Said this time was aboard the Moss Hutchinson steamer ss Maroe carrying army supplies when it was attacked. ‘We were in convoy with other ships, some Norwegian and Swedish owned, and I was a fireman in the engine room. There was a terrific jolt when we were hit and I scuttled out as best I could. I was in a lifeboat with about twenty others when we were picked-up by a destroyer and taken to Malta.’

 

By the end of the war Said had done most jobs aboard – greaser, trimmer, storeman and donkeyman. It was on the Fort Ellone that he first arrived in Britain in July 1946, and before signing for his next trip on the Glasgow registered Fort Fraser at Barry, he was to make a decision which would change his life.

Falklands

 

‘I had relatives in Newport and knew there was a small Somali community there.

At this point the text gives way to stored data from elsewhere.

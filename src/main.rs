use std::path::PathBuf;

use log::{error, info};

use voicebank::clip_label::CLIP_LABELS;
use voicebank::config::{self, Config};
use voicebank::{CharacterKey, LanguageCode, LookupRequest, VoiceEngine};

const USAGE: &str = "usage: voicebank [--config <path>] <command>

commands:
  play [character] [clip] [language]   resolve a clip, downloading if needed
  fetch <character> [--skin]           download voices for a character
  list                                 list catalogued characters
  labels [character] [language]        list clip labels (all or on disk)
  bind <trigger> <character> <clip> [language]
  unbind <trigger>
  bindings                             list custom bindings
  portraits                            download missing portraits";

fn init_logging() {
    let level = if std::env::var_os("VOICEBANK_DEBUG").is_some() {
        log::LevelFilter::Debug
    } else {
        log::LevelFilter::Info
    };
    let mut clog = colog::default_builder();
    clog.filter(None, level);
    clog.init();

    std::panic::set_hook(Box::new(|panic_info| {
        let current_thread = std::thread::current();
        let thread_name = current_thread.name().unwrap_or("unnamed");
        log::error!("panic in thread '{}': {}", thread_name, panic_info);
    }));
}

fn parse_language(value: Option<&String>) -> Result<Option<LanguageCode>, String> {
    match value {
        None => Ok(None),
        Some(value) => LanguageCode::from_alias(value)
            .map(Some)
            .ok_or_else(|| format!("Unknown language '{value}'")),
    }
}

fn run(engine: &VoiceEngine, command: &str, args: &[String]) -> Result<(), String> {
    match command {
        "play" => {
            let request = LookupRequest {
                character: args.first().cloned(),
                clip: args.get(1).cloned(),
                language: parse_language(args.get(2))?,
            };
            let resolved = engine.lookup(&request).map_err(|err| err.to_string())?;
            if let Some(query) = &resolved.corrected_from {
                info!("'{}' matched {}", query, resolved.character);
            }
            println!(
                "{} [{}] {}: {}",
                resolved.character,
                resolved.language,
                resolved.label,
                resolved.path.display()
            );
            Ok(())
        }
        "fetch" => {
            let name = args.first().ok_or("fetch needs a character name")?;
            let allow_skin = args.iter().any(|arg| arg == "--skin");
            let character = if allow_skin {
                CharacterKey::skin_of(name)
            } else {
                CharacterKey::new(name.as_str())
            };
            let outcome =
                engine.acquire(&character, allow_skin, &engine.settings().download_languages);
            println!("{}", outcome.message);
            if outcome.success {
                Ok(())
            } else {
                Err("download failed".to_string())
            }
        }
        "list" => {
            for (character, languages) in engine.characters() {
                let names: Vec<&str> = languages
                    .iter()
                    .map(|language| language.display_name())
                    .collect();
                println!("{}: {}", character, names.join(" / "));
            }
            Ok(())
        }
        "labels" => {
            let Some(name) = args.first() else {
                println!("{}", CLIP_LABELS.join(" / "));
                return Ok(());
            };
            let character = CharacterKey::new(name.as_str());
            let language = match parse_language(args.get(1))? {
                Some(language) => language,
                None => engine
                    .choose_language(&character, &engine.settings().language_priority)
                    .language()
                    .ok_or_else(|| format!("No voices catalogued for {character}"))?,
            };
            println!("{}", engine.clips(&character, language).join(" / "));
            Ok(())
        }
        "bind" => {
            let [trigger, character, clip, ..] = args else {
                return Err("bind needs <trigger> <character> <clip> [language]".to_string());
            };
            let language = parse_language(args.get(3))?;
            let previous =
                engine.bind(trigger, CharacterKey::new(character.as_str()), clip, language)?;
            match previous {
                Some(previous) => println!(
                    "Rebound '{}' (was {} / {})",
                    trigger, previous.character, previous.clip
                ),
                None => println!("Bound '{}'", trigger),
            }
            Ok(())
        }
        "unbind" => {
            let trigger = args.first().ok_or("unbind needs a trigger")?;
            if engine.unbind(trigger)? {
                println!("Removed '{}'", trigger);
                Ok(())
            } else {
                Err(format!("'{trigger}' is not bound"))
            }
        }
        "bindings" => {
            for (trigger, binding) in engine.bindings() {
                let language = binding
                    .language
                    .map(|language| language.to_string())
                    .unwrap_or_else(|| "default".to_string());
                println!(
                    "{} -> {} / {} ({})",
                    trigger, binding.character, binding.clip, language
                );
            }
            Ok(())
        }
        "portraits" => {
            let report = engine.ensure_portraits();
            println!(
                "portraits: {} fetched, {} cached, {} unavailable, {} failed",
                report.fetched, report.already_cached, report.unavailable, report.failed
            );
            Ok(())
        }
        other => Err(format!("Unknown command '{other}'\n{USAGE}")),
    }
}

fn main() {
    init_logging();

    let mut args: Vec<String> = std::env::args().skip(1).collect();
    let mut config_path: Option<PathBuf> = None;
    if args.first().map(String::as_str) == Some("--config") {
        if args.len() < 2 {
            eprintln!("{USAGE}");
            std::process::exit(2);
        }
        config_path = Some(PathBuf::from(args.remove(1)));
        args.remove(0);
    }
    let Some(command) = args.first().cloned() else {
        eprintln!("{USAGE}");
        std::process::exit(2);
    };

    let config = match config_path.or_else(config::default_config_path) {
        Some(path) => config::load_or_create(&path),
        None => config::sanitize_config(Config::default()),
    };
    let engine = match VoiceEngine::open(&config) {
        Ok(engine) => engine,
        Err(err) => {
            error!("Failed to open voice store: {}", err);
            std::process::exit(1);
        }
    };

    if let Err(err) = run(&engine, &command, &args[1..]) {
        error!("{}", err);
        std::process::exit(1);
    }
}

I decided to settle there and bring my family over.’

 

Said said that he had been treated well by Newport people and now retired he and his wife Adar have more time to spend with their family – four daughters, two sons and many grandchildren.

 

Said Ismail Ali continued to ply the only real trade he was used to and voyaged far afield on the big tankers and ships. Though reaching the end of his maritime adventures, there was still one more surprise. In 1981 he signed with the Royal Fleet Auxilliary’s oiler, the 37,000 tons RFA Olmeda.

 

A brand new chapter was to be written in the history books when in April 1982 the Argentinian President Galtieri, invaded the Falkland Islands after years of political wrangling about ownership.

 

Even the most modern fighting ship in the British task force had to be re-fuelled at some stage and Said’s ship was there to provide this essential service. He left the Olmeda at Plymouth in July 1982 surviving his last voyage and returning to a joyous family reunion in Capel Crescent, Newport and a well deserved retirement.

 

For his Second World War service Said was awarded the 1939/45 Star, the Atlantic Star, the Africa Star, the Italy Star and the War Medal. To this impressive display he has now added the South Atlantic Campaign Medal, a reminder of his splendid and loyal labour for his adoptive country.